====== Raw data

//! Operation results and the merged JSON answer.
//!
//! Every operation yields one [`OperationResult`]: a success flag, a message
//! and, for queries, a typed payload. Several results fold into one JSON
//! object with [`merge`], where a failure only ever downgrades the aggregate
//! and the first genuine failure message sticks.

use crate::kkm::error::KkmError;
use crate::kkm::types::{DocumentType, FfdVersion, ReceiptType, ShiftState};
use chrono::NaiveDateTime;
use serde::{Serialize, Serializer};
use serde_json::{Map, Value};

pub const SUCCESS_KEY: &str = "success";
pub const MESSAGE_KEY: &str = "message";
pub const OK: &str = "OK";

const DATE_TIME_FORMAT: &str = "%Y-%m-%d %H:%M:%S";

fn date_time<S: Serializer>(value: &Option<NaiveDateTime>, serializer: S) -> Result<S::Ok, S::Error> {
    match value {
        Some(dt) => serializer.serialize_str(&dt.format(DATE_TIME_FORMAT).to_string()),
        None => serializer.serialize_none(),
    }
}

// ---------------------------------------------------------------------------
// OperationResult
// ---------------------------------------------------------------------------

#[derive(Debug, Clone, PartialEq)]
pub struct OperationResult {
    pub success: bool,
    pub message: String,
    pub payload: Option<Payload>,
}

impl Default for OperationResult {
    fn default() -> Self {
        Self {
            success: true,
            message: OK.to_string(),
            payload: None,
        }
    }
}

impl OperationResult {
    pub fn new() -> Self {
        Self::default()
    }

    pub fn failed(message: impl Into<String>) -> Self {
        Self {
            success: false,
            message: message.into(),
            payload: None,
        }
    }

    pub fn with_payload(payload: Payload) -> Self {
        Self {
            payload: Some(payload),
            ..Self::default()
        }
    }

    /// Record a failure. Only the first failure is kept; returns whether this
    /// call recorded it.
    pub fn fail(&mut self, message: impl Into<String>) -> bool {
        if !self.success {
            return false;
        }
        self.success = false;
        self.message = message.into();
        true
    }

    /// Fold another result into this one under the same precedence as [`merge`].
    pub fn absorb(&mut self, other: OperationResult) {
        if !other.success {
            self.fail(other.message);
        }
    }
}

impl From<&KkmError> for OperationResult {
    fn from(e: &KkmError) -> Self {
        OperationResult::failed(e.to_string())
    }
}

// ---------------------------------------------------------------------------
// Payloads
// ---------------------------------------------------------------------------

#[derive(Debug, Clone, PartialEq, Serialize)]
#[serde(rename_all = "camelCase")]
pub struct StatusPayload {
    #[serde(serialize_with = "date_time")]
    pub date_time: Option<NaiveDateTime>,
    pub model: u32,
    pub model_name: String,
    pub serial_number: String,
    pub logical_number: u32,
    pub mode: u32,
    pub sub_mode: u32,
    pub operator_id: u32,
    pub operator_registered: bool,
    pub document_number: u32,
    pub document_type: DocumentType,
    pub document_type_text: &'static str,
    pub receipt_number: u32,
    pub receipt_sum: f64,
    pub receipt_type: ReceiptType,
    pub receipt_type_text: &'static str,
    pub receipt_line_length: u32,
    pub receipt_line_length_pix: u32,
    pub shift_number: u32,
    pub shift_state: ShiftState,
    pub shift_state_text: &'static str,
    pub blocked: bool,
    pub cash_drawer_opened: bool,
    pub cover_opened: bool,
    pub cut_error: bool,
    pub fiscal: bool,
    pub fn_fiscal: bool,
    pub fn_present: bool,
    pub invalid_fn: bool,
    pub paper_near_end: bool,
    pub printer_connection_lost: bool,
    pub printer_error: bool,
    pub printer_overheat: bool,
    pub receipt_paper_present: bool,
}

#[derive(Debug, Clone, PartialEq, Serialize)]
#[serde(rename_all = "camelCase")]
pub struct ShiftStatePayload {
    pub shift_state: ShiftState,
    pub shift_state_text: &'static str,
    pub shift_number: u32,
    #[serde(serialize_with = "date_time")]
    pub expired_at: Option<NaiveDateTime>,
    pub receipt_number: u32,
    pub documents_count: u32,
}

#[derive(Debug, Clone, PartialEq, Serialize)]
#[serde(rename_all = "camelCase")]
pub struct ReceiptStatePayload {
    pub receipt_type: ReceiptType,
    pub receipt_type_text: &'static str,
    pub receipt_number: u32,
    pub document_number: u32,
    pub sum: f64,
    pub remainder: f64,
    pub change: f64,
}

#[derive(Debug, Clone, PartialEq, Serialize)]
#[serde(rename_all = "camelCase")]
pub struct CashStatPayload {
    pub sell_cash_sum: f64,
    pub sell_return_cash_sum: f64,
    pub cash_sum: f64,
    pub cash_in_sum: f64,
    pub cash_out_sum: f64,
    pub cash_in_count: u32,
    pub cash_out_count: u32,
}

#[derive(Debug, Clone, PartialEq, Serialize)]
#[serde(rename_all = "camelCase")]
pub struct OfdExchangeStatusPayload {
    pub exchange_status: u32,
    pub unsent_count: u32,
    pub first_unsent_number: u32,
    pub ofd_message_read: bool,
    #[serde(serialize_with = "date_time")]
    pub first_unsent_date_time: Option<NaiveDateTime>,
    #[serde(serialize_with = "date_time")]
    pub okp_date_time: Option<NaiveDateTime>,
    #[serde(serialize_with = "date_time")]
    pub last_sent_date_time: Option<NaiveDateTime>,
}

#[derive(Debug, Clone, PartialEq, Serialize)]
#[serde(rename_all = "camelCase")]
pub struct FnInfoPayload {
    pub serial: String,
    pub version: String,
    pub execution: String,
    #[serde(rename = "type")]
    pub fn_type: u32,
    pub state: u32,
    pub flags: u32,
    pub need_replacement: bool,
    pub exhausted: bool,
    pub memory_overflow: bool,
    pub ofd_timeout: bool,
    pub critical_error: bool,
    pub keys_updater_server_uri: String,
}

/// Taxation systems, decoded from the registration bit mask.
#[derive(Debug, Clone, Copy, PartialEq, Eq, Serialize)]
#[serde(rename_all = "camelCase")]
pub struct TaxationTypes {
    pub osn: bool,
    pub usn_income: bool,
    pub usn_income_outcome: bool,
    pub esn: bool,
    pub patent: bool,
}

impl TaxationTypes {
    pub fn from_mask(mask: u32) -> Self {
        Self {
            osn: mask & 0x01 != 0,
            usn_income: mask & 0x02 != 0,
            usn_income_outcome: mask & 0x04 != 0,
            esn: mask & 0x10 != 0,
            patent: mask & 0x20 != 0,
        }
    }
}

/// Agent kinds, decoded from the registration bit mask.
#[derive(Debug, Clone, Copy, PartialEq, Eq, Serialize)]
#[serde(rename_all = "camelCase")]
pub struct AgentSign {
    pub bank_paying_agent: bool,
    pub bank_paying_subagent: bool,
    pub paying_agent: bool,
    pub paying_subagent: bool,
    pub attorney: bool,
    pub commission_agent: bool,
    pub another: bool,
}

impl AgentSign {
    pub fn from_mask(mask: u32) -> Self {
        Self {
            bank_paying_agent: mask & 0x01 != 0,
            bank_paying_subagent: mask & 0x02 != 0,
            paying_agent: mask & 0x04 != 0,
            paying_subagent: mask & 0x08 != 0,
            attorney: mask & 0x10 != 0,
            commission_agent: mask & 0x20 != 0,
            another: mask & 0x40 != 0,
        }
    }
}

#[derive(Debug, Clone, PartialEq, Serialize)]
#[serde(rename_all = "camelCase")]
pub struct RegistrationInfoPayload {
    pub fns_url: String,
    pub organization_address: String,
    #[serde(rename = "organizationVATIN")]
    pub organization_vatin: String,
    pub organization_name: String,
    pub organization_email: String,
    pub payments_address: String,
    pub registration_number: String,
    pub machine_number: String,
    #[serde(rename = "ofdVATIN")]
    pub ofd_vatin: String,
    pub ofd_name: String,
    pub taxation_types: TaxationTypes,
    pub agent_sign: AgentSign,
    pub ffd_version: FfdVersion,
    pub auto_mode_sign: bool,
    pub offline_mode_sign: bool,
    pub encryption_sign: bool,
    pub internet_sign: bool,
    pub service_sign: bool,
    pub bso_sign: bool,
    pub lottery_sign: bool,
    pub gambling_sign: bool,
    pub excise_sign: bool,
    pub machine_installation_sign: bool,
    pub trade_marked_products: bool,
    pub insurance_activity: bool,
    pub pawn_shop_activity: bool,
    pub vending: bool,
    pub catering: bool,
    pub wholesale: bool,
}

#[derive(Debug, Clone, PartialEq, Serialize)]
#[serde(rename_all = "camelCase")]
pub struct LastRegistrationPayload {
    pub document_number: u32,
    pub registrations_count: u32,
    #[serde(serialize_with = "date_time")]
    pub registration_date_time: Option<NaiveDateTime>,
}

#[derive(Debug, Clone, PartialEq, Serialize)]
#[serde(rename_all = "camelCase")]
pub struct LastReceiptPayload {
    pub document_number: u32,
    pub receipt_sum: f64,
    pub fiscal_sign: String,
    #[serde(serialize_with = "date_time")]
    pub document_date_time: Option<NaiveDateTime>,
}

#[derive(Debug, Clone, PartialEq, Serialize)]
#[serde(rename_all = "camelCase")]
pub struct LastDocumentPayload {
    pub document_number: u32,
    pub fiscal_sign: String,
    #[serde(serialize_with = "date_time")]
    pub document_date_time: Option<NaiveDateTime>,
}

#[derive(Debug, Clone, PartialEq, Serialize)]
#[serde(rename_all = "camelCase")]
pub struct FndtErrorsPayload {
    pub network_error: u32,
    pub network_error_text: String,
    pub ofd_error: u32,
    pub ofd_error_text: String,
    pub fn_error: u32,
    pub fn_error_text: String,
    pub failed_document_number: u32,
    pub failed_command_code: u32,
    #[serde(serialize_with = "date_time")]
    pub success_date_time: Option<NaiveDateTime>,
    pub data_for_send_is_empty: bool,
}

#[derive(Debug, Clone, PartialEq, Serialize)]
#[serde(rename_all = "camelCase")]
pub struct FfdVersionsPayload {
    pub device_ffd: FfdVersion,
    pub device_min_ffd: FfdVersion,
    pub device_max_ffd: FfdVersion,
    pub fn_ffd: FfdVersion,
    pub fn_max_ffd: FfdVersion,
    pub ffd: FfdVersion,
}

#[derive(Debug, Clone, Default, PartialEq, Serialize)]
#[serde(rename_all = "camelCase")]
pub struct FwVersionsPayload {
    pub boot: String,
    pub configuration: String,
    pub control_unit: String,
    pub firmware: String,
    pub release: String,
    pub templates: String,
}

/// Typed payload of a successful query, attached under [`Payload::key`].
#[derive(Debug, Clone, PartialEq)]
pub enum Payload {
    Status(StatusPayload),
    ShiftState(ShiftStatePayload),
    ReceiptState(ReceiptStatePayload),
    CashStat(CashStatPayload),
    OfdExchangeStatus(OfdExchangeStatusPayload),
    FnInfo(FnInfoPayload),
    RegistrationInfo(Box<RegistrationInfoPayload>),
    LastRegistration(LastRegistrationPayload),
    LastReceipt(LastReceiptPayload),
    LastDocument(LastDocumentPayload),
    Errors(FndtErrorsPayload),
    FfdVersions(FfdVersionsPayload),
    FwVersions(FwVersionsPayload),
}

impl Payload {
    pub fn key(&self) -> &'static str {
        match self {
            Payload::Status(_) => "status",
            Payload::ShiftState(_) => "shiftState",
            Payload::ReceiptState(_) => "receiptState",
            Payload::CashStat(_) => "cashStat",
            Payload::OfdExchangeStatus(_) => "ofdExchangeStatus",
            Payload::FnInfo(_) => "fnInfo",
            Payload::RegistrationInfo(_) => "registrationInfo",
            Payload::LastRegistration(_) => "lastRegistration",
            Payload::LastReceipt(_) => "lastReceipt",
            Payload::LastDocument(_) => "lastDocument",
            Payload::Errors(_) => "fndtErrors",
            Payload::FfdVersions(_) => "ffdVersions",
            Payload::FwVersions(_) => "fwVersions",
        }
    }

    pub fn to_json(&self) -> Value {
        let value = match self {
            Payload::Status(p) => serde_json::to_value(p),
            Payload::ShiftState(p) => serde_json::to_value(p),
            Payload::ReceiptState(p) => serde_json::to_value(p),
            Payload::CashStat(p) => serde_json::to_value(p),
            Payload::OfdExchangeStatus(p) => serde_json::to_value(p),
            Payload::FnInfo(p) => serde_json::to_value(p),
            Payload::RegistrationInfo(p) => serde_json::to_value(p),
            Payload::LastRegistration(p) => serde_json::to_value(p),
            Payload::LastReceipt(p) => serde_json::to_value(p),
            Payload::LastDocument(p) => serde_json::to_value(p),
            Payload::Errors(p) => serde_json::to_value(p),
            Payload::FfdVersions(p) => serde_json::to_value(p),
            Payload::FwVersions(p) => serde_json::to_value(p),
        };
        value.unwrap_or(Value::Null)
    }
}

// ---------------------------------------------------------------------------
// Merge
// ---------------------------------------------------------------------------

/// Fold `result` into the aggregate `json` object. Returns the aggregate
/// success after the fold.
///
/// - `success` is overwritten when absent, not a bool, or currently `true`
///   while the result failed; overwriting it also overwrites `message`.
/// - Otherwise `message` is replaced only when absent, not a string, empty
///   or `"OK"`.
/// - The payload is attached only when both the aggregate and the result
///   are still successful.
pub fn merge(json: &mut Map<String, Value>, result: &OperationResult) -> bool {
    let current = json.get(SUCCESS_KEY).and_then(Value::as_bool);
    let override_success = match current {
        None => true,
        Some(aggregate) => aggregate && !result.success,
    };
    if override_success {
        json.insert(SUCCESS_KEY.into(), Value::Bool(result.success));
    }

    let placeholder = match json.get(MESSAGE_KEY) {
        Some(Value::String(m)) => m.is_empty() || m == OK,
        _ => true,
    };
    if override_success || placeholder {
        json.insert(MESSAGE_KEY.into(), Value::String(result.message.clone()));
    }

    let success = json
        .get(SUCCESS_KEY)
        .and_then(Value::as_bool)
        .unwrap_or(false);
    if success && result.success {
        if let Some(payload) = &result.payload {
            json.insert(payload.key().into(), payload.to_json());
        }
    }
    success
}

/// Merge results in call order into a fresh object.
pub fn merge_all<'a>(results: impl IntoIterator<Item = &'a OperationResult>) -> Map<String, Value> {
    let mut json = Map::new();
    for result in results {
        merge(&mut json, result);
    }
    if json.is_empty() {
        merge(&mut json, &OperationResult::new());
    }
    json
}

// ---------------------------------------------------------------------------
// Tests
// ---------------------------------------------------------------------------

============

Assignment :: The required output is the exact run of lines from the beginning of the records to the line with "use crate::kkm::error::KkmError;", that line included.

Finished exercise ::
//! Operation results and the merged JSON answer.
//!
//! Every operation yields one [`OperationResult`]: a success flag, a message
//! and, for queries, a typed payload. Several results fold into one JSON
//! object with [`merge`], where a failure only ever downgrades the aggregate
//! and the first genuine failure message sticks.

use crate::kkm::error::KkmError;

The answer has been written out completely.